Through all that I attended conferences, did some charity work, have gone through four dogs, now have three very active grandsons and try to keep up with all of them. I have two full file cabinets stuffed with folders labeled “Cattle” – “Ranchers” – “Gold Mining” – “Mountain Men” – “Women of the West” – “The railroad” - and on and on and on. I would read anything and everything I could about the American West, and I took notes – reams and reams of notes. I cut out magazine articles from publications like “Old West” magazine and I would file them according to their subject matter – articles I might be able to use for another story. (I did all this before the internet made research so much easier.) I collected hundreds of research books for my own personal library, and nearly all of them have dog-eared pages and lots of underlining.

I was a writing demon, totally in love with my subject, and half the time when I would arrive at work I couldn’t remember how I got there because in my mind I was out west somewhere writing the next chapter to whatever book I was working on. How I managed to avoid killing myself on the highway, I will never know.

I think back on it all and wonder who that person was. I look at those files and wonder when I managed to find the time to do all that. I look at all those published books and wonder how I ever managed to sit and type approximately 6,000,000 words – actually at least twice that because every book usually ends up getting written twice after proofreading. Add to that edits – and the books I wrote that did not get published – and all the articles I have written for magazines and on and on – and I’ve probably penned a good 10,000,000 words.

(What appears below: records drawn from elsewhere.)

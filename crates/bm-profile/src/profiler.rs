use std::collections::{BTreeMap, VecDeque};
use std::time::Instant;

use tracing::info;

use crate::ScopedTimer;

/// Samples retained per series; older samples are dropped first.
pub const MAX_SAMPLES: usize = 1000;

/// Summary of one series, in microseconds.
#[derive(Copy, Clone, Debug, PartialEq, Eq)]
pub struct TimingStats {
    pub samples: usize,
    pub min:     u64,
    /// Integer mean.
    pub avg:     u64,
    pub max:     u64,
}

#[derive(Clone, Debug, Default)]
pub struct Profiler {
    series: BTreeMap<String, VecDeque<u64>>,
}

impl Profiler {
    pub fn new() -> Self {
        Self::default()
    }

    /// Append one duration to the `name` series.
    pub fn record(&mut self, name: &str, micros: u64) {
        let series = self
            .series
            .entry(name.to_owned())
            .or_insert_with(|| VecDeque::with_capacity(MAX_SAMPLES));
        if series.len() == MAX_SAMPLES {
            series.pop_front();
        }
        series.push_back(micros);
    }

    /// Record the wall-clock time since `start` under `name`.
    pub fn record_since(&mut self, name: &str, start: Instant) {
        let micros = u64::try_from(start.elapsed().as_micros()).unwrap_or(u64::MAX);
        self.record(name, micros);
    }

    /// Timer guard that records into `name` when dropped.
    pub fn scope<'p>(&'p mut self, name: &'p str) -> ScopedTimer<'p> {
        ScopedTimer::new(self, name)
    }

    /// Run `f`, recording its wall-clock duration under `name`.
    pub fn time<R>(&mut self, name: &str, f: impl FnOnce() -> R) -> R {
        let _timer = self.scope(name);
        f()
    }

    pub fn stats(&self, name: &str) -> Option<TimingStats> {
        self.series.get(name).and_then(summarise)
    }

    /// Series names with at least one sample, sorted.
    pub fn names(&self) -> impl Iterator<Item = &str> {
        self.series.iter().filter(|(_, s)| !s.is_empty()).map(|(n, _)| n.as_str())
    }

    /// One line per non-empty series, sorted by name:
    /// `"<name> - Avg: <avg>us, Min: <min>us, Max: <max>us"`.
    ///
    /// Each line is also logged at `info`.
    pub fn report(&self) -> Vec<String> {
        let lines: Vec<String> = self
            .series
            .iter()
            .filter_map(|(name, s)| {
                summarise(s).map(|t| {
                    format!("{name} - Avg: {}us, Min: {}us, Max: {}us", t.avg, t.min, t.max)
                })
            })
            .collect();
        for line in &lines {
            info!(target: "bm_profile", "{line}");
        }
        lines
    }

    pub fn clear(&mut self) {
        self.series.clear();
    }
}

fn summarise(series: &VecDeque<u64>) -> Option<TimingStats> {
    let min = *series.iter().min()?;
    let max = *series.iter().max()?;
    let sum: u128 = series.iter().map(|&v| v as u128).sum();
    let avg = (sum / series.len() as u128) as u64;
    Some(TimingStats { samples: series.len(), min, avg, max })
}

I can actually remember just about every hero and heroine I ever wrote about. They were all very real for me, which I think is the #1 key to a good book. I lived with them, I WAS them. I truly think that in another life I was a pioneer, maybe an Indian woman. Something has drawn me to the West and the mountains almost my whole life, yet I’ve spent these 66 years right here in Michigan. Thank God I have been privileged to travel west for the past 30 years or so. My husband and I go there every year – at first just as vacations – now we own a condo in Las Vegas where we live for a couple of months every winter, and we still often take summer trips west.

It has been a long journey. I think it actually began in my teens, when I watched so many westerns on TV and most movies were westerns. I loved them. The first book I read that really got me going on the subject was A LANTERN IN HER HAND by Bess Streeter Aldrich. I cannot even think about that book without crying. What a fabulous story, depicting the loneliness of a woman going with her husband to live on the western plains back when there were no neighbors to visit with, no doctors to help deliver babies – when winters were long and dark and lonely – when women gave up their own personal dreams to support their husbands and children.

The book that truly made me want to write was THE PROUD BREED by Celeste deBlasis. What a love story! It’s a generational saga about the settling of California. The heroine was a high-born Spanish woman – the hero a white American citizen. Fabulous story – great historical story-telling. I recommend both books for anyone who wants to read the “real west.” Then along came Louis L’Amour, and I knew his men were the kind I wanted for my heroes. Usually when turned into movies his men were played by Tom Sellek, Robert DuVall, Sam Elliot and the like. Then there was that famous Clint Eastwood “squint,” and the big, blustery John Wayne. I guess I like writing the Old West because men could be men without worrying about going to jail and being sued for a quick punch to the jaw. There is something about a rugged cowboy standing there tall and lean with a gun on his hip and a cigarette in his mouth that just turns me on. Remember those old Marlborough commercials with Tom Sellek? That’s what started his career.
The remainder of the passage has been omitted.